Therapeutic potential of natural killer (NK) cells is recognized in treating lung adenocarcinoma (LUAD), but impairment of NK cell functions in various cancers weakens anti-tumor capabilities. Uncovering molecular mechanisms is imperative for fortifying NK cells against degradation and for enhancing their cancer-inhibiting functions.

METHODS

TCGA-LUAD database complemented by qRT-PCR presented MEX3A expression in LUAD. TIMER was employed to explore relationship between MEX3A levels and NK cell infiltration.

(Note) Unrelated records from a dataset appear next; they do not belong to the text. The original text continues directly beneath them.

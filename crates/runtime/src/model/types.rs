//! Conversation and gateway types (endpoint-agnostic).
//!
//! These types model what the loop needs to know; wire formats belong in
//! the gateway implementations.

use super::errors::GatewayError;
use serde::Serialize;
use serde_json::{Map, Value};
use std::future::Future;

/// A message in the conversation, tagged by role.
///
/// The sequence is append-only: the session host inserts user messages,
/// the loop appends everything else, and order defines the context the
/// model sees.
#[derive(Debug, Clone, Serialize)]
#[serde(tag = "role", rename_all = "lowercase")]
pub enum Message {
    User {
        content: String,
    },
    /// Assistant turn. `content` is absent when the model only requested
    /// tool calls; an explicitly empty answer is kept as `Some("")`.
    Assistant {
        content: Option<String>,
        #[serde(skip_serializing_if = "Vec::is_empty")]
        tool_calls: Vec<ToolCallRequest>,
    },
    /// Result of one tool call, correlated by the id the model assigned.
    Tool {
        tool_call_id: String,
        content: String,
    },
}

impl Message {
    pub fn user(content: impl Into<String>) -> Self {
        Self::User {
            content: content.into(),
        }
    }

    pub fn assistant(content: impl Into<String>) -> Self {
        Self::Assistant {
            content: Some(content.into()),
            tool_calls: Vec::new(),
        }
    }

    pub fn tool_calls(content: Option<String>, calls: Vec<ToolCallRequest>) -> Self {
        Self::Assistant {
            content,
            tool_calls: calls,
        }
    }

    pub fn tool_result(tool_call_id: impl Into<String>, content: impl Into<String>) -> Self {
        Self::Tool {
            tool_call_id: tool_call_id.into(),
            content: content.into(),
        }
    }

    pub fn role(&self) -> &'static str {
        match self {
            Self::User { .. } => "user",
            Self::Assistant { .. } => "assistant",
            Self::Tool { .. } => "tool",
        }
    }
}

/// A tool invocation requested by the model.
#[derive(Debug, Clone, Serialize)]
pub struct ToolCallRequest {
    /// Correlation id linking this call to its result.
    pub id: String,
    pub name: String,
    pub arguments: ToolArguments,
}

/// Argument payload of a tool call.
///
/// Gateways hand arguments over as text. Anything that does not parse as a
/// JSON object is kept verbatim, so the failure can be reported back into
/// the conversation instead of aborting the turn or invoking a tool with
/// garbage.
#[derive(Debug, Clone, Serialize)]
#[serde(untagged)]
pub enum ToolArguments {
    Object(Map<String, Value>),
    Malformed { raw: String, error: String },
}

impl ToolArguments {
    /// Parse a raw argument payload. An empty payload means "no arguments".
    pub fn parse(raw: &str) -> Self {
        if raw.trim().is_empty() {
            return Self::Object(Map::new());
        }
        match serde_json::from_str::<Value>(raw) {
            Ok(Value::Object(map)) => Self::Object(map),
            Ok(other) => Self::Malformed {
                raw: raw.to_string(),
                error: format!("expected a JSON object, got {}", value_kind(&other)),
            },
            Err(e) => Self::Malformed {
                raw: raw.to_string(),
                error: e.to_string(),
            },
        }
    }

    pub fn object(map: Map<String, Value>) -> Self {
        Self::Object(map)
    }

    pub fn as_object(&self) -> Option<&Map<String, Value>> {
        match self {
            Self::Object(map) => Some(map),
            Self::Malformed { .. } => None,
        }
    }

    /// Re-serialize for a wire format that carries arguments as a string.
    /// Malformed payloads go back out exactly as they came in.
    pub fn to_wire_string(&self) -> String {
        match self {
            Self::Object(map) => {
                serde_json::to_string(&Value::Object(map.clone())).unwrap_or_else(|_| "{}".into())
            }
            Self::Malformed { raw, .. } => raw.clone(),
        }
    }
}

fn value_kind(value: &Value) -> &'static str {
    match value {
        Value::Null => "null",
        Value::Bool(_) => "a boolean",
        Value::Number(_) => "a number",
        Value::String(_) => "a string",
        Value::Array(_) => "an array",
        Value::Object(_) => "an object",
    }
}

/// A tool declaration forwarded verbatim to the model.
#[derive(Debug, Clone, Serialize)]
pub struct ToolDeclaration {
    pub name: String,
    pub description: String,
    /// JSON Schema for input parameters; opaque pass-through data.
    pub input_schema: Value,
}

/// Everything needed for one gateway call.
#[derive(Debug, Clone)]
pub struct GatewayRequest<'a> {
    pub messages: &'a [Message],
    pub tools: &'a [ToolDeclaration],
}

/// What the model decided to do next.
#[derive(Debug, Clone)]
pub enum GatewayReply {
    /// The model answered directly. Empty content is a valid answer.
    Final { content: String },
    /// The model wants tool results before answering. `content` carries
    /// any assistant text that accompanied the calls.
    ToolCalls {
        content: Option<String>,
        calls: Vec<ToolCallRequest>,
    },
}

/// Trait for chat-completion gateways.
///
/// Stateless: history and tool declarations travel with every request.
pub trait Gateway: Send + Sync {
    fn complete(
        &self,
        request: GatewayRequest<'_>,
    ) -> impl Future<Output = Result<GatewayReply, GatewayError>> + Send;
}

#[cfg(test)]
mod tests {
    use super::*;

    #[test]
    fn arguments_parse_object() {
        let args = ToolArguments::parse(r#"{"region_name": "Haidian"}"#);
        let map = args.as_object().unwrap();
        assert_eq!(map["region_name"], "Haidian");
    }

    #[test]
    fn arguments_parse_empty_is_empty_object() {
        let args = ToolArguments::parse("  ");
        assert!(args.as_object().unwrap().is_empty());
    }

    #[test]
    fn arguments_parse_non_object_is_malformed() {
        let args = ToolArguments::parse(r#"[1, 2]"#);
        match args {
            ToolArguments::Malformed { raw, error } => {
                assert_eq!(raw, "[1, 2]");
                assert!(error.contains("array"));
            }
            other => panic!("expected malformed, got {other:?}"),
        }
    }

    #[test]
    fn arguments_parse_garbage_is_malformed() {
        let args = ToolArguments::parse(r#"{"adcode": "#);
        assert!(args.as_object().is_none());
    }

    #[test]
    fn arguments_wire_round_trip() {
        let args = ToolArguments::parse(r#"{"adcode":"370104"}"#);
        assert_eq!(args.to_wire_string(), r#"{"adcode":"370104"}"#);

        let bad = ToolArguments::parse("not json");
        assert_eq!(bad.to_wire_string(), "not json");
    }

    #[test]
    fn message_roles() {
        assert_eq!(Message::user("hi").role(), "user");
        assert_eq!(Message::assistant("ok").role(), "assistant");
        assert_eq!(Message::tool_result("id", "out").role(), "tool");
    }

    #[test]
    fn assistant_tool_call_message_has_no_content() {
        let call = ToolCallRequest {
            id: "call_1".to_string(),
            name: "query_weather".to_string(),
            arguments: ToolArguments::parse("{}"),
        };
        let msg = Message::tool_calls(None, vec![call]);
        match msg {
            Message::Assistant {
                content,
                tool_calls,
            } => {
                assert!(content.is_none());
                assert_eq!(tool_calls.len(), 1);
            }
            other => panic!("expected assistant, got {other:?}"),
        }
    }
}
//! Tool execution boundary.
//!
//! This is the seam between the conversation loop and side effects: list
//! what can be called, call it, release the underlying connection.

mod errors;
mod mcp_host;

pub use errors::ToolError;
pub use mcp_host::McpToolHost;

use crate::model::ToolDeclaration;
use serde_json::Value;
use std::future::Future;

/// Result payload of one tool invocation.
#[derive(Debug, Clone, PartialEq, Eq)]
pub struct ToolOutput {
    pub content: String,
    pub is_error: bool,
}

impl ToolOutput {
    pub fn text(content: impl Into<String>) -> Self {
        Self {
            content: content.into(),
            is_error: false,
        }
    }

    pub fn error(content: impl Into<String>) -> Self {
        Self {
            content: content.into(),
            is_error: true,
        }
    }
}

/// Trait for tool execution hosts.
///
/// Methods take `&mut self`: a host belongs to exactly one session and is
/// driven strictly sequentially.
pub trait ToolHost: Send {
    /// Fetch the current tool catalog. Always re-queries the source of
    /// truth; no staleness guarantee is assumed.
    fn list_tools(&mut self) -> impl Future<Output = Result<Vec<ToolDeclaration>, ToolError>> + Send;

    /// Execute a named tool. Remote-side failures come back as an
    /// error-flagged [`ToolOutput`], not `Err`; `Err` means the host
    /// itself broke (transport gone, timeout).
    fn call(
        &mut self,
        name: &str,
        arguments: Value,
    ) -> impl Future<Output = Result<ToolOutput, ToolError>> + Send;

    /// Release the underlying connection. Must be safe to call repeatedly.
    fn close(&mut self) -> impl Future<Output = ()> + Send;
}
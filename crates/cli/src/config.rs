//! Configuration loading.
//!
//! Environment variables are the source of truth (a `.env` file is loaded
//! by the binary before this runs); an optional `skipper.toml` supplies
//! defaults for the non-secret values. Credentials are environment-only.

use serde::Deserialize;
use std::path::Path;

pub const CONFIG_FILE: &str = "skipper.toml";

const DEFAULT_MAX_ROUNDS: usize = 24;

/// Resolved gateway configuration.
///
/// All three endpoint values must be present before a session is
/// constructed; a missing one is a fatal startup error, not something the
/// conversation loop ever sees.
#[derive(Debug)]
pub struct Config {
    pub api_key: String,
    pub base_url: String,
    pub model: String,
    pub max_rounds: usize,
}

/// Shape of `skipper.toml`.
#[derive(Debug, Default, Deserialize)]
struct FileConfig {
    #[serde(default)]
    gateway: GatewaySection,
}

#[derive(Debug, Default, Deserialize)]
struct GatewaySection {
    base_url: Option<String>,
    model: Option<String>,
    max_rounds: Option<usize>,
}

impl Config {
    /// Resolve configuration from the environment and `skipper.toml`.
    pub fn load() -> Result<Self, ConfigError> {
        Self::load_from(CONFIG_FILE)
    }

    fn load_from(path: impl AsRef<Path>) -> Result<Self, ConfigError> {
        let file = match std::fs::read_to_string(path.as_ref()) {
            Ok(content) => Self::parse(&content)?,
            Err(e) if e.kind() == std::io::ErrorKind::NotFound => FileConfig::default(),
            Err(e) => return Err(ConfigError::Io(e)),
        };

        let api_key = env_var("SKIPPER_API_KEY").ok_or(ConfigError::Missing("SKIPPER_API_KEY"))?;
        let base_url = env_var("SKIPPER_BASE_URL")
            .or(file.gateway.base_url)
            .ok_or(ConfigError::Missing("SKIPPER_BASE_URL"))?;
        let model = env_var("SKIPPER_MODEL")
            .or(file.gateway.model)
            .ok_or(ConfigError::Missing("SKIPPER_MODEL"))?;

        let max_rounds = match env_var("SKIPPER_MAX_ROUNDS") {
            Some(value) => value.parse().map_err(|_| ConfigError::Invalid {
                name: "SKIPPER_MAX_ROUNDS",
                value,
            })?,
            None => file.gateway.max_rounds.unwrap_or(DEFAULT_MAX_ROUNDS),
        };

        Ok(Self {
            api_key,
            base_url,
            model,
            max_rounds,
        })
    }

    fn parse(toml_str: &str) -> Result<FileConfig, ConfigError> {
        toml::from_str(toml_str).map_err(|e| ConfigError::Parse(e.to_string()))
    }
}

fn env_var(name: &str) -> Option<String> {
    std::env::var(name).ok().filter(|v| !v.is_empty())
}

#[derive(Debug, thiserror::Error)]
pub enum ConfigError {
    #[error("failed to read skipper.toml: {0}")]
    Io(#[from] std::io::Error),

    #[error("failed to parse skipper.toml: {0}")]
    Parse(String),

    #[error("missing required configuration: {0} (set it in the environment or .env)")]
    Missing(&'static str),

    #[error("invalid value for {name}: {value}")]
    Invalid { name: &'static str, value: String },
}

In the co-culture system of LUAD and activated NK92 cells, CytoTox 96® assay was applied to gauge NK cell cytotoxicity. ELISA was used to quantify IFN-γ, Perforin, and Granzyme B in the supernatant. Flow cytometry assessed LUAD cell apoptosis. Single-gene enrichment analysis of MEX3A was performed with KEGG database. Western blot examined protein expression in JAK-STAT signaling. In vivo studies validated the role of MEX3A expression on tumorigenesis.

RESULTS

MEX3A was upregulated in LUAD tissue and cells, negatively linked to NK cell infiltration levels. Gene set enrichment analysis pointed to influences of MEX3A expression on dynamics of JAK-STAT signaling. MEX3A overexpression in LUAD cells impaired NK cell cytotoxicity and cell apoptosis, and these effects were reversible by a JAK pathway inhibitor. Mouse studies illustrated that LUAD progression was curbed by MEX3A suppression, alongside an enhanced presence of NK cells within tumor microenvironment.

CONCLUSION

To synthesize our results, this study identified that MEX3A in LUAD promoted malignancy of the disease by enhancing JAK-STAT signaling, which in turn inhibited cytotoxic capabilities of NK cells, thus providing novel insights for LUAD immunotherapy.